Tangram Flex published “Under the Hood: An Inside Look at Testing Auto-Generated APIs.” This article explains how API testing works, from a technical perspective. The authors go through different types of tests such as static code analysis, property-based tests, and the more common unit tests.

Lebin Cheng wrote “Effectively Manage and Secure APIs.” In this tutorial, Lebin shares a playbook for managing and securing APIs.

Practice

Christien Kelly wrote “Organizing your backend API.” In this piece, Christien shares what options you can consider while organizing the code that powers your API. According to the author, “architecture is as important as understanding other concepts,” like API lifecycle and authorization.

Allen Helton wrote “How to Build Lightning Fast APIs With AWS Step Functions.” This article goes through a bit of the history of AWS Lambda and how you can create a REST API endpoint that uses an express workflow. There are tradeoffs to consider, such as speed. However, the author believes that “latency will continue to decrease, and the feature set will continue to increase.”

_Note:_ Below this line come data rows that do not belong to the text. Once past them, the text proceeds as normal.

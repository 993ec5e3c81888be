use tracing_subscriber::EnvFilter;

/// Filter used when `RUST_LOG` is unset.
pub const DEFAULT_FILTER: &str = "info";

#[derive(Debug, Clone, Copy, PartialEq, Eq, Default)]
pub enum LogFormat {
    #[default]
    Text,
    Json,
}

/// Installs the global tracing subscriber.
///
/// Records emitted through the `log` facade are forwarded as well.
pub fn init(format: LogFormat) -> Result<(), Box<dyn std::error::Error + Send + Sync>> {
    let filter =
        EnvFilter::try_from_default_env().unwrap_or_else(|_| EnvFilter::new(DEFAULT_FILTER));
    let builder = tracing_subscriber::fmt().with_env_filter(filter);

    match format {
        LogFormat::Text => builder.try_init(),
        LogFormat::Json => builder.json().try_init(),
    }
}
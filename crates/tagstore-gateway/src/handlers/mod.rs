mod api;
mod health;
mod index;
mod records;

pub use api::api_handler;
pub use health::health_handler;
pub use index::{index_handler, INDEX_BODY};
pub use records::{create_record_handler, stats_handler};
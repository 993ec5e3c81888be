use std::collections::HashMap;

use tagstore_core::Record;

/// Terms mapped to the non-empty record sequence they last matched.
#[derive(Debug, Clone, Default)]
pub struct ResultCache {
    entries: HashMap<String, Vec<Record>>,
}

impl ResultCache {
    pub fn new() -> Self {
        Self::default()
    }

    pub fn get(&self, term: &str) -> Option<&[Record]> {
        self.entries.get(term).map(Vec::as_slice)
    }

    pub fn contains(&self, term: &str) -> bool {
        self.entries.contains_key(term)
    }

    /// Caches `records` for `term` unless the term is already cached.
    ///
    /// Empty sequences are refused; they belong in the
    /// [`ZeroResultCache`](crate::ZeroResultCache). Returns `true` if the
    /// entry was written.
    pub fn insert(&mut self, term: impl Into<String>, records: Vec<Record>) -> bool {
        if records.is_empty() {
            return false;
        }
        match self.entries.entry(term.into()) {
            std::collections::hash_map::Entry::Occupied(_) => false,
            std::collections::hash_map::Entry::Vacant(slot) => {
                slot.insert(records);
                true
            }
        }
    }

    pub fn clear(&mut self) {
        self.entries.clear();
    }

    pub fn len(&self) -> usize {
        self.entries.len()
    }

    pub fn is_empty(&self) -> bool {
        self.entries.is_empty()
    }
}
use std::io::ErrorKind;
use std::path::{Path, PathBuf};

use async_trait::async_trait;
use jiff::Timestamp;
use serde::{Deserialize, Serialize};
use tagstore_core::{CacheStats, Record, Snapshot, SnapshotError, SnapshotStore};
use tokio::fs;
use tracing::{debug, info};

const FORMAT_VERSION: u32 = 1;

#[derive(Serialize)]
struct SnapshotFileRef<'a> {
    version: u32,
    saved_at: Timestamp,
    records: &'a [Record],
    stats: &'a CacheStats,
}

#[derive(Deserialize)]
struct SnapshotFile {
    records: Vec<Record>,
    #[serde(default)]
    stats: CacheStats,
}

#[derive(Deserialize)]
struct VersionHeader {
    version: u32,
}

/// Persists snapshots as a single JSON document on disk.
///
/// Writes go to a sibling temp file first and are renamed into place, so a
/// crash mid-save never leaves a truncated snapshot behind.
#[derive(Debug, Clone)]
pub struct JsonFileSnapshot {
    path: PathBuf,
}

impl JsonFileSnapshot {
    pub fn new(path: impl Into<PathBuf>) -> Self {
        Self { path: path.into() }
    }

    pub fn path(&self) -> &Path {
        &self.path
    }

    fn tmp_path(&self) -> PathBuf {
        let mut tmp = self.path.clone().into_os_string();
        tmp.push(".tmp");
        PathBuf::from(tmp)
    }

    /// `<path>.corrupt-<unix seconds>`, so repeated failures never replace an
    /// earlier quarantined file.
    fn corrupt_path(&self, at: Timestamp) -> PathBuf {
        let mut corrupt = self.path.clone().into_os_string();
        corrupt.push(format!(".corrupt-{}", at.as_second()));
        PathBuf::from(corrupt)
    }

    fn io_error(&self, e: std::io::Error) -> SnapshotError {
        SnapshotError::Io(format!("{}: {}", self.path.display(), e))
    }

    fn decode(&self, bytes: &[u8]) -> Result<Snapshot, SnapshotError> {
        let header: VersionHeader = serde_json::from_slice(bytes)
            .map_err(|e| SnapshotError::Decode(format!("{}: {}", self.path.display(), e)))?;
        if header.version != FORMAT_VERSION {
            return Err(SnapshotError::UnsupportedVersion(header.version));
        }

        let file: SnapshotFile = serde_json::from_slice(bytes)
            .map_err(|e| SnapshotError::Decode(format!("{}: {}", self.path.display(), e)))?;
        Ok(Snapshot::new(file.records, file.stats))
    }
}

#[async_trait]
impl SnapshotStore for JsonFileSnapshot {
    async fn save(&self, snapshot: &Snapshot) -> Result<(), SnapshotError> {
        let stats = snapshot.stats.counters();
        let body = SnapshotFileRef {
            version: FORMAT_VERSION,
            saved_at: Timestamp::now(),
            records: &snapshot.records,
            stats: &stats,
        };
        let bytes =
            serde_json::to_vec_pretty(&body).map_err(|e| SnapshotError::Encode(e.to_string()))?;

        if let Some(parent) = self.path.parent() {
            if !parent.as_os_str().is_empty() {
                fs::create_dir_all(parent)
                    .await
                    .map_err(|e| self.io_error(e))?;
            }
        }

        let tmp = self.tmp_path();
        fs::write(&tmp, &bytes).await.map_err(|e| self.io_error(e))?;
        fs::rename(&tmp, &self.path)
            .await
            .map_err(|e| self.io_error(e))?;

        info!(
            path = %self.path.display(),
            records = snapshot.records.len(),
            bytes = bytes.len(),
            "snapshot written"
        );
        Ok(())
    }

    async fn load(&self) -> Result<Snapshot, SnapshotError> {
        let bytes = match fs::read(&self.path).await {
            Ok(bytes) => bytes,
            Err(e) if e.kind() == ErrorKind::NotFound => {
                return Err(SnapshotError::NotFound(self.path.display().to_string()));
            }
            Err(e) => return Err(self.io_error(e)),
        };

        let snapshot = self.decode(&bytes)?;
        debug!(
            path = %self.path.display(),
            records = snapshot.records.len(),
            "snapshot loaded"
        );
        Ok(snapshot)
    }

    async fn quarantine(&self) -> Result<String, SnapshotError> {
        let corrupt = self.corrupt_path(Timestamp::now());
        fs::rename(&self.path, &corrupt)
            .await
            .map_err(|e| self.io_error(e))?;
        debug!(
            path = %self.path.display(),
            moved_to = %corrupt.display(),
            "snapshot renamed"
        );
        Ok(corrupt.display().to_string())
    }
}
//! quizset configuration: per-category rules and ledger location.

use std::collections::BTreeMap;
use std::path::{Path, PathBuf};

use anyhow::{Context, Result};
use serde::Deserialize;

use crate::model::{Category, CategoryRule, RawRule};

/// Rules for every configured category.
pub type RuleSet = BTreeMap<Category, CategoryRule>;

/// Environment variable overriding `ledger_path`.
pub const LEDGER_ENV: &str = "QUIZSET_LEDGER";

/// Top-level quizset configuration.
#[derive(Debug, Clone, PartialEq)]
pub struct QuizConfig {
    /// Quota rule per category.
    pub rules: RuleSet,
    /// Where the score ledger is persisted.
    pub ledger_path: PathBuf,
    /// Games a session plays before it ends on its own.
    pub games_per_session: u32,
}

impl QuizConfig {
    /// Rule for `category`; unconfigured categories select nothing.
    pub fn rule_for(&self, category: Category) -> CategoryRule {
        self.rules
            .get(&category)
            .copied()
            .unwrap_or_else(CategoryRule::zero)
    }
}

impl Default for QuizConfig {
    fn default() -> Self {
        Self {
            rules: default_rules(),
            ledger_path: default_ledger_path(),
            games_per_session: default_games_per_session(),
        }
    }
}

/// Built-in rules: `(budget, min_easy, min_medium, min_hard)` per category.
const DEFAULT_RULES: [(Category, CategoryRule); 3] = [
    (Category::Behavioral, builtin(6, 1, 1, 0)),
    (Category::Theoretical, builtin(9, 1, 1, 0)),
    (Category::Coding, builtin(9, 2, 2, 0)),
];

// Evaluated at compile time: an unsatisfiable built-in rule fails the build.
const fn builtin(budget: u32, min_easy: u32, min_medium: u32, min_hard: u32) -> CategoryRule {
    match CategoryRule::checked(budget, min_easy, min_medium, min_hard) {
        Some(rule) => rule,
        None => panic!("built-in rule minimums exceed the budget"),
    }
}

pub fn default_rules() -> RuleSet {
    DEFAULT_RULES.into_iter().collect()
}

fn default_ledger_path() -> PathBuf {
    PathBuf::from("./quizset-ledger.json")
}

fn default_games_per_session() -> u32 {
    1
}

/// On-disk shape of the config file.
#[derive(Debug, Deserialize)]
struct TomlConfig {
    #[serde(default)]
    rules: BTreeMap<String, RawRule>,
    #[serde(default)]
    ledger_path: Option<PathBuf>,
    #[serde(default)]
    games_per_session: Option<u32>,
}

/// Parse a TOML string into a `QuizConfig`.
///
/// Categories missing from `[rules]` keep their built-in rule. Any rule whose
/// minimums do not fit its budget fails the whole load.
pub fn parse_config_str(content: &str, source_path: &Path) -> Result<QuizConfig> {
    let parsed: TomlConfig = toml::from_str(content)
        .with_context(|| format!("failed to parse config: {}", source_path.display()))?;

    let mut config = QuizConfig::default();
    for (name, raw) in parsed.rules {
        let category: Category = name.parse().map_err(|e: String| anyhow::anyhow!("{}", e))?;
        let rule = CategoryRule::try_from(raw)
            .map_err(|e| e.for_category(category))
            .with_context(|| format!("in config {}", source_path.display()))?;
        config.rules.insert(category, rule);
    }
    if let Some(path) = parsed.ledger_path {
        config.ledger_path = path;
    }
    if let Some(games) = parsed.games_per_session {
        anyhow::ensure!(games >= 1, "games_per_session must be at least 1");
        config.games_per_session = games;
    }
    Ok(config)
}

/// Load configuration from well-known paths.
///
/// Search order:
/// 1. `quizset.toml` in the current directory
/// 2. `~/.config/quizset/config.toml`
///
/// `QUIZSET_LEDGER` overrides the ledger location.
pub fn load_config() -> Result<QuizConfig> {
    load_config_from(None)
}

/// Load config from an explicit path, or search the default locations.
pub fn load_config_from(path: Option<&Path>) -> Result<QuizConfig> {
    let config_path = if let Some(p) = path {
        if p.exists() {
            Some(p.to_path_buf())
        } else {
            anyhow::bail!("config file not found: {}", p.display());
        }
    } else {
        let local = PathBuf::from("quizset.toml");
        if local.exists() {
            Some(local)
        } else {
            dirs_path()
                .map(|home| home.join("config.toml"))
                .filter(|global| global.exists())
        }
    };

    let mut config = match config_path {
        Some(path) => {
            let content = std::fs::read_to_string(&path)
                .with_context(|| format!("failed to read config: {}", path.display()))?;
            tracing::debug!("loaded config from {}", path.display());
            parse_config_str(&content, &path)?
        }
        None => QuizConfig::default(),
    };

    apply_env_overrides(&mut config, std::env::var(LEDGER_ENV).ok());
    Ok(config)
}

fn apply_env_overrides(config: &mut QuizConfig, ledger: Option<String>) {
    if let Some(ledger) = ledger.filter(|l| !l.trim().is_empty()) {
        config.ledger_path = PathBuf::from(ledger);
    }
}

fn dirs_path() -> Option<PathBuf> {
    std::env::var("HOME")
        .ok()
        .map(|h| PathBuf::from(h).join(".config").join("quizset"))
}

Adesoji Susan wrote “Python’s urllib.request for HTTP Requests.” In this piece, Adesoji explains what the urllib module is and how you can use it to access API resources. According to the author, “there are more powerful libraries,” however urllib is a good introduction to consuming APIs using Python.

Withney Guilherme wrote “Building a professional API with NodeJS, Typescript, ExpressJS, MongoDB, Jest + Deploy to Heroku.” This is part 4 of a series of articles focused on helping you build a Node.js API from scratch. In this article, “you’ll learn the CRUD paradigm, implement it in Node.js and work with Express Routes and Requests.”

Mukul Attavania wrote “One Solution guide to APIs: SOAP, REST, GraphQL, OpenAPI and gRPC.” In this piece, the author shares an approach to deciding which technologies to use on your API project. The author compares SOAP, REST, GraphQL, OpenAPI, and gRPC, sharing comprehensive information about each approach. According to Mukul, the way to decide is “to put together a team of open-minded collaborators from across the company to take a thoughtful, analytic approach when considering an API format.”